Ficarra e Picone: Striscia è una nazione Ricci? Si nasconde

«Noi al cinema meglio di Scamarcio? Il suo film è uscito prima del nostro»

da Milano

«Signor Mimì... ma lei è un cornuto?», domanda ridendo Salvo Ficarra a un automobilista suo amico che sta intralciando il traffico del vicolo. Anche se è impegnato a raccontarci al cellulare i suoi ultimi successi, Ficarra ama scherzare con chi incrocia per le strade di Palermo. E come lui fa il compare Valentino Picone: «Ma quali amici e conoscenti? Ormai i palermitani ci considerano parenti». Pare, dunque, che Ficarra e Picone sfatino il luogo comune che il successo dia alla testa. E dire che ne stanno avendo proprio tanto. Dopo gli applauditissimi interventi al Festival di Sanremo, hanno incassato 4 milioni di euro al botteghino con il film Il 7 e l’8 - uscito da sole due settimane - e domani sera li ritroveremo insieme con le veline di Striscia la notizia.
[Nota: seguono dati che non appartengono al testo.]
//! Account lookup for the login path
//!
//! The credential verifier only needs one capability from storage: given a
//! login identifier, return the user together with its stored password hash.

use std::sync::Arc;

use async_trait::async_trait;

use crate::{
    Error, User,
    repositories::{PasswordRepository, UserRepository},
};

/// A user paired with the hash their password is checked against
#[derive(Debug, Clone)]
pub struct Account {
    pub user: User,
    pub password_hash: String,
}

#[async_trait]
pub trait AccountLookup: Send + Sync + 'static {
    /// `Ok(None)` when no account can log in under `identifier`. A user with
    /// no password hash set counts as absent.
    async fn find_account(&self, identifier: &str) -> Result<Option<Account>, Error>;
}

/// [`AccountLookup`] over a user repository and a password repository
pub struct UserAccountLookup<U: UserRepository, P: PasswordRepository> {
    users: Arc<U>,
    passwords: Arc<P>,
}

impl<U: UserRepository, P: PasswordRepository> UserAccountLookup<U, P> {
    pub fn new(users: Arc<U>, passwords: Arc<P>) -> Self {
        Self { users, passwords }
    }
}

#[async_trait]
impl<U: UserRepository, P: PasswordRepository> AccountLookup for UserAccountLookup<U, P> {
    async fn find_account(&self, identifier: &str) -> Result<Option<Account>, Error> {
        let Some(user) = self.users.find_by_email(identifier).await? else {
            return Ok(None);
        };

        let password_hash = self.passwords.get_password_hash(&user.id).await?;
        Ok(password_hash.map(|password_hash| Account {
            user,
            password_hash,
        }))
    }
}
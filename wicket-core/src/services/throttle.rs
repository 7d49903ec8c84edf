//! Per-identifier login throttling
//!
//! Every identifier that has failed to log in at least once gets an
//! [`AttemptRecord`]. Failures inside the window pile up; once the count
//! reaches the threshold the identifier is locked out until the window has
//! passed since its last failure. The first failure after the window starts a
//! fresh count.
//!
//! Records are never swept. They live as long as the throttle does, so a
//! process restart clears every lockout.
//!
//! # Example
//!
//! ```rust
//! use wicket_core::services::{AttemptThrottle, ThrottleConfig};
//!
//! let throttle = AttemptThrottle::new(ThrottleConfig::default());
//! assert!(!throttle.is_locked_out("a@x.com"));
//!
//! for _ in 0..5 {
//!     throttle.record_failure("a@x.com");
//! }
//! assert!(throttle.is_locked_out("a@x.com"));
//! ```

use chrono::{DateTime, Duration, Utc};
use dashmap::DashMap;
use serde::{Deserialize, Serialize};

/// Lockout policy
#[derive(Debug, Clone, PartialEq, Eq)]
pub struct ThrottleConfig {
    /// Failures inside the window that lock the identifier out
    pub max_failed_attempts: u32,
    /// How long a lockout lasts after the last failure, and how long failures
    /// keep counting towards one
    pub window: Duration,
    /// Clear the record when a login succeeds
    ///
    /// Off by default: a success on its own does not forgive earlier
    /// failures, the window does.
    pub reset_on_success: bool,
}

impl Default for ThrottleConfig {
    fn default() -> Self {
        Self {
            max_failed_attempts: 5,
            window: Duration::minutes(30),
            reset_on_success: false,
        }
    }
}

impl ThrottleConfig {
    pub fn with_max_failed_attempts(mut self, max_failed_attempts: u32) -> Self {
        self.max_failed_attempts = max_failed_attempts;
        self
    }

    pub fn with_window(mut self, window: Duration) -> Self {
        self.window = window;
        self
    }

    pub fn with_reset_on_success(mut self, reset_on_success: bool) -> Self {
        self.reset_on_success = reset_on_success;
        self
    }
}

/// Failure history of one identifier
#[derive(Debug, Clone, Copy, PartialEq, Eq, Serialize, Deserialize)]
pub struct AttemptRecord {
    /// Always at least 1
    pub failure_count: u32,
    pub last_failure_at: DateTime<Utc>,
}

impl AttemptRecord {
    fn first(now: DateTime<Utc>) -> Self {
        Self {
            failure_count: 1,
            last_failure_at: now,
        }
    }

    /// Clock skew counts the same in both directions.
    fn within(&self, window: Duration, now: DateTime<Utc>) -> bool {
        (now - self.last_failure_at).abs() <= window
    }
}

/// Process-wide failure counter keyed by login identifier
///
/// Updates to one identifier are serialised by the map's per-key entry lock;
/// different identifiers only share a lock when they hash to the same shard.
pub struct AttemptThrottle {
    records: DashMap<String, AttemptRecord>,
    config: ThrottleConfig,
}

impl AttemptThrottle {
    pub fn new(config: ThrottleConfig) -> Self {
        Self {
            records: DashMap::new(),
            config,
        }
    }

    pub fn config(&self) -> &ThrottleConfig {
        &self.config
    }

    pub fn is_locked_out(&self, identifier: &str) -> bool {
        self.is_locked_out_at(identifier, Utc::now())
    }

    /// `false` for an identifier that has never failed.
    pub fn is_locked_out_at(&self, identifier: &str, now: DateTime<Utc>) -> bool {
        self.records
            .get(identifier)
            .is_some_and(|record| self.locks_out(&record, now))
    }

    pub fn record_failure(&self, identifier: &str) -> AttemptRecord {
        self.record_failure_at(identifier, Utc::now())
    }

    /// Count one failure and return the updated record.
    pub fn record_failure_at(&self, identifier: &str, now: DateTime<Utc>) -> AttemptRecord {
        let record = self
            .records
            .entry(identifier.to_string())
            .and_modify(|record| {
                if record.within(self.config.window, now) {
                    record.failure_count = record.failure_count.saturating_add(1);
                    record.last_failure_at = now;
                } else {
                    *record = AttemptRecord::first(now);
                }
            })
            .or_insert_with(|| AttemptRecord::first(now));

        *record
    }

    /// Whether `record` locks its identifier out at `now`.
    pub fn locks_out(&self, record: &AttemptRecord, now: DateTime<Utc>) -> bool {
        record.failure_count >= self.config.max_failed_attempts
            && record.within(self.config.window, now)
    }

    pub fn record(&self, identifier: &str) -> Option<AttemptRecord> {
        self.records.get(identifier).map(|record| *record)
    }

    /// Forget an identifier's failures. Returns whether a record existed.
    pub fn reset(&self, identifier: &str) -> bool {
        self.records.remove(identifier).is_some()
    }
}

impl Default for AttemptThrottle {
    fn default() -> Self {
        Self::new(ThrottleConfig::default())
    }
}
Possiamo cominciare con un po’ di serietà? A Sanremo avete fatto quell’omaggio commovente a don Pino Puglisi. Al cinema andate forte con un film comico ma di contenuto. E ora tornate a condurre Striscia. Ambite a diventare comici impegnati?
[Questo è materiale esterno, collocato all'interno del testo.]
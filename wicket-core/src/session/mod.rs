//! Sessions minted for verified users
//!
//! | Field        | Type             | Description                                  |
//! | ------------ | ---------------- | -------------------------------------------- |
//! | `token`      | `SessionToken`   | Bearer token handed to the client.           |
//! | `user_id`    | `UserId`         | The user the session belongs to.             |
//! | `user_agent` | `Option<String>` | User agent of the client that logged in.     |
//! | `ip_address` | `Option<String>` | IP address of the client that logged in.     |
//! | `created_at` | `DateTime`       | When the session was minted.                 |
//! | `updated_at` | `DateTime`       | When the session was last touched.           |
//! | `expires_at` | `DateTime`       | After this instant the token is rejected.    |

pub mod jwt;
pub mod opaque;
pub mod provider;

use chrono::{DateTime, Duration, Utc};
use jsonwebtoken::{Algorithm, DecodingKey, EncodingKey, Header, Validation, decode, encode};
use serde::{Deserialize, Serialize};

use crate::{
    Error,
    crypto::generate_secure_token,
    error::{CryptoError, SessionError, ValidationError},
    user::UserId,
};

pub use jwt::JwtSessionProvider;
pub use opaque::OpaqueSessionProvider;
pub use provider::SessionProvider;

/// Default lifetime of a login session
pub const DEFAULT_SESSION_DAYS: i64 = 7;

/// Either a random opaque token looked up in storage, or a self-contained JWT
#[derive(Debug, Clone, PartialEq, Eq, Hash, Serialize, Deserialize)]
#[serde(untagged)]
pub enum SessionToken {
    Opaque(String),
    Jwt(String),
}

impl SessionToken {
    /// Classify a raw bearer string. Three dot-separated segments means JWT.
    pub fn new(token: &str) -> Self {
        if token.split('.').count() == 3 {
            SessionToken::Jwt(token.to_string())
        } else {
            SessionToken::Opaque(token.to_string())
        }
    }

    pub fn new_random() -> Self {
        SessionToken::Opaque(generate_secure_token())
    }

    /// Sign `claims` with the secret in `config`.
    pub fn new_jwt(claims: &JwtClaims, config: &JwtConfig) -> Result<Self, Error> {
        encode(&Header::new(Algorithm::HS256), claims, &config.encoding_key())
            .map(SessionToken::Jwt)
            .map_err(|e| CryptoError::JwtSigning(e.to_string()).into())
    }

    /// Check the signature and expiry of a JWT and return its claims.
    pub fn verify_jwt(&self, config: &JwtConfig) -> Result<JwtClaims, Error> {
        let SessionToken::Jwt(token) = self else {
            return Err(SessionError::InvalidToken("Not a JWT token".to_string()).into());
        };

        decode::<JwtClaims>(token, &config.decoding_key(), &config.validation())
            .map(|data| data.claims)
            .map_err(|e| match e.kind() {
                jsonwebtoken::errors::ErrorKind::ExpiredSignature => SessionError::Expired.into(),
                _ => SessionError::InvalidToken(format!("JWT validation failed: {e}")).into(),
            })
    }

    pub fn as_str(&self) -> &str {
        match self {
            SessionToken::Opaque(token) | SessionToken::Jwt(token) => token,
        }
    }
}

impl Default for SessionToken {
    fn default() -> Self {
        Self::new_random()
    }
}

impl From<&str> for SessionToken {
    fn from(s: &str) -> Self {
        Self::new(s)
    }
}

impl std::fmt::Display for SessionToken {
    fn fmt(&self, f: &mut std::fmt::Formatter<'_>) -> std::fmt::Result {
        f.write_str(self.as_str())
    }
}

/// Claims carried inside a session JWT
#[derive(Debug, Serialize, Deserialize)]
pub struct JwtClaims {
    /// User id
    pub sub: String,
    pub iat: i64,
    pub exp: i64,
    #[serde(skip_serializing_if = "Option::is_none")]
    pub iss: Option<String>,
    #[serde(skip_serializing_if = "Option::is_none")]
    pub user_agent: Option<String>,
    #[serde(skip_serializing_if = "Option::is_none")]
    pub ip_address: Option<String>,
}

/// HS256 signing configuration for JWT sessions
#[derive(Debug, Clone)]
pub struct JwtConfig {
    pub secret_key: Vec<u8>,
    pub issuer: Option<String>,
    /// Embed user agent and IP address in the claims
    pub include_metadata: bool,
}

impl JwtConfig {
    pub fn new_hs256(secret_key: impl Into<Vec<u8>>) -> Self {
        Self {
            secret_key: secret_key.into(),
            issuer: None,
            include_metadata: false,
        }
    }

    pub fn with_issuer(mut self, issuer: impl Into<String>) -> Self {
        self.issuer = Some(issuer.into());
        self
    }

    pub fn with_metadata(mut self, include_metadata: bool) -> Self {
        self.include_metadata = include_metadata;
        self
    }

    fn encoding_key(&self) -> EncodingKey {
        EncodingKey::from_secret(&self.secret_key)
    }

    fn decoding_key(&self) -> DecodingKey {
        DecodingKey::from_secret(&self.secret_key)
    }

    fn validation(&self) -> Validation {
        let mut validation = Validation::new(Algorithm::HS256);
        validation.leeway = 0;
        if let Some(issuer) = &self.issuer {
            validation.set_issuer(&[issuer]);
        }
        validation
    }
}

#[derive(Debug, Clone, PartialEq, Eq, Serialize, Deserialize)]
pub struct Session {
    pub token: SessionToken,
    pub user_id: UserId,
    pub user_agent: Option<String>,
    pub ip_address: Option<String>,
    pub created_at: DateTime<Utc>,
    pub updated_at: DateTime<Utc>,
    pub expires_at: DateTime<Utc>,
}

impl Session {
    pub fn builder() -> SessionBuilder {
        SessionBuilder::default()
    }

    pub fn is_expired(&self) -> bool {
        self.is_expired_at(Utc::now())
    }

    pub fn is_expired_at(&self, now: DateTime<Utc>) -> bool {
        now > self.expires_at
    }

    pub fn to_jwt_claims(&self, config: &JwtConfig) -> JwtClaims {
        let (user_agent, ip_address) = if config.include_metadata {
            (self.user_agent.clone(), self.ip_address.clone())
        } else {
            (None, None)
        };

        JwtClaims {
            sub: self.user_id.to_string(),
            iat: self.created_at.timestamp(),
            exp: self.expires_at.timestamp(),
            iss: config.issuer.clone(),
            user_agent,
            ip_address,
        }
    }

    pub fn from_jwt_claims(token: SessionToken, claims: JwtClaims) -> Self {
        let now = Utc::now();
        let created_at = DateTime::from_timestamp(claims.iat, 0).unwrap_or(now);
        let expires_at = DateTime::from_timestamp(claims.exp, 0).unwrap_or(now);

        Self {
            token,
            user_id: UserId::from(claims.sub),
            user_agent: claims.user_agent,
            ip_address: claims.ip_address,
            created_at,
            updated_at: created_at,
            expires_at,
        }
    }
}

#[derive(Default)]
pub struct SessionBuilder {
    token: Option<SessionToken>,
    user_id: Option<UserId>,
    user_agent: Option<String>,
    ip_address: Option<String>,
    created_at: Option<DateTime<Utc>>,
    expires_at: Option<DateTime<Utc>>,
}

impl SessionBuilder {
    pub fn token(mut self, token: SessionToken) -> Self {
        self.token = Some(token);
        self
    }

    pub fn user_id(mut self, user_id: UserId) -> Self {
        self.user_id = Some(user_id);
        self
    }

    pub fn user_agent(mut self, user_agent: Option<String>) -> Self {
        self.user_agent = user_agent;
        self
    }

    pub fn ip_address(mut self, ip_address: Option<String>) -> Self {
        self.ip_address = ip_address;
        self
    }

    pub fn created_at(mut self, created_at: DateTime<Utc>) -> Self {
        self.created_at = Some(created_at);
        self
    }

    pub fn expires_at(mut self, expires_at: DateTime<Utc>) -> Self {
        self.expires_at = Some(expires_at);
        self
    }

    pub fn build(self) -> Result<Session, Error> {
        let created_at = self.created_at.unwrap_or_else(Utc::now);
        Ok(Session {
            token: self.token.unwrap_or_default(),
            user_id: self.user_id.ok_or(ValidationError::MissingField(
                "User ID is required".to_string(),
            ))?,
            user_agent: self.user_agent,
            ip_address: self.ip_address,
            created_at,
            updated_at: created_at,
            expires_at: self
                .expires_at
                .unwrap_or(created_at + Duration::days(DEFAULT_SESSION_DAYS)),
        })
    }
}
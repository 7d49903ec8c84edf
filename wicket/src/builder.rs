//! Builder pattern for constructing Wicket instances
//!
//! This module provides a type-safe builder for creating [`Wicket`] instances
//! with compile-time validation of storage configuration.
//!
//! # Example
//!
//! ```rust,no_run
//! use chrono::Duration;
//! use wicket::{ThrottleConfig, WicketBuilder};
//!
//! #[tokio::main]
//! async fn main() -> Result<(), Box<dyn std::error::Error>> {
//!     let wicket = WicketBuilder::new()
//!         .with_memory_storage()
//!         .with_session_expiry(Duration::days(1))
//!         .with_throttle(ThrottleConfig::default().with_max_failed_attempts(3))
//!         .build()
//!         .await?;
//!
//!     wicket.health_check().await?;
//!     Ok(())
//! }
//! ```

use std::sync::Arc;

use chrono::Duration;
use wicket_core::{Argon2Hasher, PasswordHasher, RepositoryProvider};

use crate::{
    JwtConfig, MemoryRepositoryProvider, SessionConfig, SessionProviderType, ThrottleConfig,
    Wicket,
};

// ============================================================================
// Error Types
// ============================================================================

/// Errors that can occur when building a Wicket instance.
#[derive(Debug, thiserror::Error)]
pub enum WicketBuilderError {
    /// The storage backend failed its health check
    #[error("Storage connection failed: {0}")]
    StorageConnection(String),

    /// Invalid configuration provided
    #[error("Invalid configuration: {0}")]
    InvalidConfiguration(String),
}

// ============================================================================
// Type-State Markers
// ============================================================================

/// Marker type indicating no storage has been configured yet.
///
/// This is the initial state of [`WicketBuilder`].
pub struct NoStorage;

/// Marker type indicating storage has been configured.
pub struct WithStorage<R: RepositoryProvider> {
    repositories: Arc<R>,
}

// ============================================================================
// Builder Implementation
// ============================================================================

/// A type-safe builder for constructing [`Wicket`] instances.
///
/// Storage must be configured before [`build`](WicketBuilder::build) becomes
/// available.
///
/// # Type States
///
/// - [`NoStorage`]: Initial state, storage must be configured
/// - [`WithStorage<R>`]: Storage configured, ready to build or add more configuration
pub struct WicketBuilder<Storage> {
    storage: Storage,
    session_config: SessionConfig,
    throttle_config: ThrottleConfig,
    hasher: Option<Box<dyn PasswordHasher>>,
}

impl Default for WicketBuilder<NoStorage> {
    fn default() -> Self {
        Self::new()
    }
}

impl WicketBuilder<NoStorage> {
    /// Create a new builder with default configuration.
    ///
    /// # Defaults
    ///
    /// - Session provider: Opaque (storage-backed)
    /// - Session expiry: 7 days
    /// - Login throttle: 5 failures inside 30 minutes, success does not reset
    /// - Password hashing: Argon2id
    pub fn new() -> Self {
        Self {
            storage: NoStorage,
            session_config: SessionConfig::default(),
            throttle_config: ThrottleConfig::default(),
            hasher: None,
        }
    }

    /// Keep everything in process memory.
    pub fn with_memory_storage(self) -> WicketBuilder<WithStorage<MemoryRepositoryProvider>> {
        self.with_repositories(Arc::new(MemoryRepositoryProvider::new()))
    }

    /// Use an existing repository provider.
    pub fn with_repositories<R: RepositoryProvider>(
        self,
        repositories: Arc<R>,
    ) -> WicketBuilder<WithStorage<R>> {
        WicketBuilder {
            storage: WithStorage { repositories },
            session_config: self.session_config,
            throttle_config: self.throttle_config,
            hasher: self.hasher,
        }
    }
}

// ============================================================================
// Configuration Methods (available after storage is configured)
// ============================================================================

impl<R: RepositoryProvider> WicketBuilder<WithStorage<R>> {
    /// Set how long a session lives after login.
    pub fn with_session_expiry(mut self, duration: Duration) -> Self {
        self.session_config.expires_in = duration;
        self
    }

    /// Issue JWTs instead of storage-backed opaque tokens.
    pub fn with_jwt_sessions(mut self, config: JwtConfig) -> Self {
        self.session_config.provider_type = SessionProviderType::Jwt(config);
        self
    }

    pub fn with_session_config(mut self, config: SessionConfig) -> Self {
        self.session_config = config;
        self
    }

    /// Set the login lockout policy.
    pub fn with_throttle(mut self, config: ThrottleConfig) -> Self {
        self.throttle_config = config;
        self
    }

    /// Replace the Argon2 hasher.
    pub fn with_password_hasher(mut self, hasher: impl PasswordHasher) -> Self {
        self.hasher = Some(Box::new(hasher));
        self
    }

    /// Check the configuration and storage, then build the instance.
    pub async fn build(self) -> Result<Wicket<R>, WicketBuilderError> {
        if self.session_config.expires_in <= Duration::zero() {
            return Err(WicketBuilderError::InvalidConfiguration(
                "Session expiry must be positive".to_string(),
            ));
        }
        if self.throttle_config.max_failed_attempts == 0 {
            return Err(WicketBuilderError::InvalidConfiguration(
                "Maximum failed attempts must be at least 1".to_string(),
            ));
        }
        if self.throttle_config.window <= Duration::zero() {
            return Err(WicketBuilderError::InvalidConfiguration(
                "Lockout window must be positive".to_string(),
            ));
        }

        let repositories = self.storage.repositories;
        repositories
            .health_check()
            .await
            .map_err(|e| WicketBuilderError::StorageConnection(e.to_string()))?;

        tracing::debug!(
            max_failed_attempts = self.throttle_config.max_failed_attempts,
            window_minutes = self.throttle_config.window.num_minutes(),
            reset_on_success = self.throttle_config.reset_on_success,
            "Building wicket"
        );

        let hasher = self
            .hasher
            .unwrap_or_else(|| Box::new(Argon2Hasher::new()) as Box<dyn PasswordHasher>);
        Ok(Wicket::assemble(
            repositories,
            self.session_config,
            self.throttle_config,
            hasher,
        ))
    }
}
Ficarra: «Ci vogliamo candidare alla guida delle Nazioni Unite, io come presidente e Picone come segretario. A parte gli scherzi, se è successo che qualcuno abbia avuto anche un solo momento di riflessione durante i nostri sketch in tv, oppure al cinema, ce ne scusiamo profondamente».
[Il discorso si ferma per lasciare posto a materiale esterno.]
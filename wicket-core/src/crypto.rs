//! Random token generation and token hashing
//!
//! Opaque session tokens are 256-bit random values. Storage keeps only their
//! SHA256 digest, so a leaked session table cannot be replayed.
//!
//! SHA256 is adequate here because the input has full entropy; low-entropy
//! secrets (passwords) go through [`crate::password`] instead.

use rand::{TryRngCore, rngs::OsRng};
use sha2::{Digest, Sha256};

/// Generate a cryptographically secure random token.
///
/// Produces 32 random bytes encoded as URL-safe base64 (43 characters).
///
/// # Panics
///
/// Panics if the OS random number generator fails. This indicates a critical
/// system failure (e.g., /dev/urandom unavailable) from which recovery is not
/// possible for security-sensitive operations.
pub fn generate_secure_token() -> String {
    let mut bytes = [0u8; 32];
    OsRng
        .try_fill_bytes(&mut bytes)
        .expect("OS RNG failure - system entropy source unavailable");
    base64::Engine::encode(&base64::engine::general_purpose::URL_SAFE_NO_PAD, bytes)
}

/// Hash a token for storage using SHA256, hex-encoded.
pub fn hash_token(token: &str) -> String {
    let mut hasher = Sha256::new();
    hasher.update(token.as_bytes());
    hex::encode(hasher.finalize())
}
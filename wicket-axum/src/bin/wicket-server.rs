use std::{net::SocketAddr, sync::Arc};

use chrono::Duration;
use clap::Parser;
use tracing_subscriber::EnvFilter;
use wicket::{JwtConfig, ThrottleConfig, WicketBuilder};
use wicket_axum::CookieConfig;

/// Accounts and marketplace API with throttled logins
#[derive(Parser)]
#[command(author, version, about, long_about = None)]
struct Cli {
    /// Address to listen on
    #[arg(long, env = "WICKET_BIND", default_value = "127.0.0.1:3000")]
    bind: SocketAddr,

    /// Sign sessions as HS256 JWTs with this secret instead of storing opaque tokens
    #[arg(long, env = "WICKET_JWT_SECRET", hide_env_values = true)]
    jwt_secret: Option<String>,

    /// Session lifetime in days
    #[arg(long, env = "WICKET_SESSION_DAYS", default_value_t = 7)]
    session_days: i64,

    /// Failed logins inside the window that lock an email out
    #[arg(long, env = "WICKET_MAX_FAILED_ATTEMPTS", default_value_t = 5)]
    max_failed_attempts: u32,

    /// Minutes a lockout lasts after the last failure
    #[arg(long, env = "WICKET_LOCKOUT_WINDOW_MINUTES", default_value_t = 30)]
    lockout_window_minutes: i64,

    /// Forget earlier failures when a login succeeds
    #[arg(long, env = "WICKET_RESET_ON_SUCCESS")]
    reset_on_success: bool,

    /// Email of an account created at startup, so the API can be logged into
    #[arg(long, env = "WICKET_ADMIN_EMAIL", requires = "admin_password")]
    admin_email: Option<String>,

    #[arg(long, env = "WICKET_ADMIN_PASSWORD", hide_env_values = true)]
    admin_password: Option<String>,

    /// Minutes between sweeps that drop expired sessions
    #[arg(long, env = "WICKET_SESSION_CLEANUP_MINUTES", default_value_t = 60)]
    session_cleanup_minutes: u64,

    /// Send the session cookie over plain HTTP too
    #[arg(long, env = "WICKET_INSECURE_COOKIES")]
    insecure_cookies: bool,
}

#[tokio::main]
async fn main() -> Result<(), Box<dyn std::error::Error>> {
    // Log level comes from RUST_LOG, e.g. RUST_LOG=wicket=debug
    tracing_subscriber::fmt()
        .with_env_filter(EnvFilter::try_from_default_env().unwrap_or_else(|_| "info".into()))
        .with_target(false)
        .init();

    let cli = Cli::parse();

    let throttle = ThrottleConfig::default()
        .with_max_failed_attempts(cli.max_failed_attempts)
        .with_window(Duration::minutes(cli.lockout_window_minutes))
        .with_reset_on_success(cli.reset_on_success);

    let mut builder = WicketBuilder::new()
        .with_memory_storage()
        .with_session_expiry(Duration::days(cli.session_days))
        .with_throttle(throttle);
    if let Some(secret) = cli.jwt_secret {
        builder = builder.with_jwt_sessions(JwtConfig::new_hs256(secret));
    }
    let wicket = Arc::new(builder.build().await?);

    if let (Some(email), Some(password)) = (&cli.admin_email, &cli.admin_password) {
        let admin = wicket.create_user("Admin", email, password).await?;
        tracing::info!(user_id = %admin.id, email = %admin.email, "Created admin account");
    }

    let (shutdown_tx, shutdown_rx) = tokio::sync::watch::channel(false);
    let cleanup = wicket.start_session_cleanup_task(
        std::time::Duration::from_secs(cli.session_cleanup_minutes.max(1) * 60),
        shutdown_rx,
    );

    let cookie_config = if cli.insecure_cookies {
        CookieConfig::development()
    } else {
        CookieConfig::default()
    };
    let app = wicket_axum::routes(wicket)
        .with_cookie_config(cookie_config)
        .build();

    let listener = tokio::net::TcpListener::bind(cli.bind).await?;
    tracing::info!(
        address = %cli.bind,
        max_failed_attempts = cli.max_failed_attempts,
        lockout_window_minutes = cli.lockout_window_minutes,
        "Listening"
    );
    axum::serve(
        listener,
        app.into_make_service_with_connect_info::<SocketAddr>(),
    )
    .with_graceful_shutdown(async {
        let _ = tokio::signal::ctrl_c().await;
    })
    .await?;

    let _ = shutdown_tx.send(true);
    cleanup.await?;

    Ok(())
}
Picone: «Veramente io preferisco la presidenza del Consiglio. Anzi, vogliamo essere i primi a condividere la poltrona, così gli italiani non dovranno ascoltare i dibattiti faccia a faccia».
Tornate a Striscia per il secondo anno. Comincerete sempre dicendo «Cittadini!»?
Picone: «Certo, perché parliamo ai cittadini di Striscia: Striscia, in realtà, è una nazione».
Ficarra: «La trasmissione si rivolge a loro. È giusto che li chiamiamo per avvertirli».
È faticoso presentare un programma quotidiano?
Picone: «Non Striscia. Gli autori hanno costruito una macchina talmente collaudata che potrebbe andare avanti senza i presentatori».
Meglio Pippo Baudo o Antonio Ricci?
Ficarra: «È diverso. Pippo Baudo esiste, di Ricci non si hanno notizie certe. Di lui sentiamo solo la voce, al massimo ci arriva un foglietto... ».
Picone: «... c’è chi vocifera che Ricci sia Piersilvio, o Berlusconi padre, o addirittura il Papa».
Meglio Striscia o Sanremo?
Picone: «Striscia è come giocare il campionato, Sanremo è come tirare un calcio di rigore durante la finale dei mondiali».
Meglio Baudo o la Hunziker?
Ficarra: «Pippo è un mito, ma la Hunziker rappresenta un pezzo di noi. Ci siamo conosciuti ai tempi di Zelig e siamo arrivati insieme alla prima serata».
Be’, voi non avete nulla da invidiarle. Al cinema state avendo addirittura più successo di Scamarcio...
Ficarra: «Come “addirittura”?!?»
Picone: «Ma no, poverino, non lo abbiamo battuto, lui è uscito da diverse settimane, un calo è fisiologico».
Il 7 e l’8 racconta la storia di due neonati scambiati nella culla che s’incontrano per caso dopo trent’anni. Secondo voi perché sta avendo tanto successo?
Ficarra: «È un mistero che cosa ci trovino tanto da ridere, noi eravamo convinti di aver girato un film drammatico!».
Picone: «Piace agli altri perché è piaciuto a noi. Com’è stato per il nostro primo film Nati stanchi. Anche quello era andato bene, avevamo incassato un miliardo e mezzo con solo 26 copie distribuite. Purtroppo, all’epoca i produttori hanno investito poco, non eravamo abbastanza conosciuti».
Il film è girato a Palermo. La città è una dei co-protagonisti?
Picone: «Assolutamente no. Potevamo girare in qualsiasi posto e proprio per questo abbiamo scelto Palermo. Per girare un film in Sicilia non c’è per forza bisogno che si parli di mafia. Anche i palermitani muoiono di morte naturale».
Ma ora, dopo il cinema, il teatro, la tv, che cosa sognate di fare ancora?
Picone: «Tutto quello che come comico mi sarà possibile».
Ficarra: «Il mio sogno è sempre lo stesso. Essere assunto alla Regione».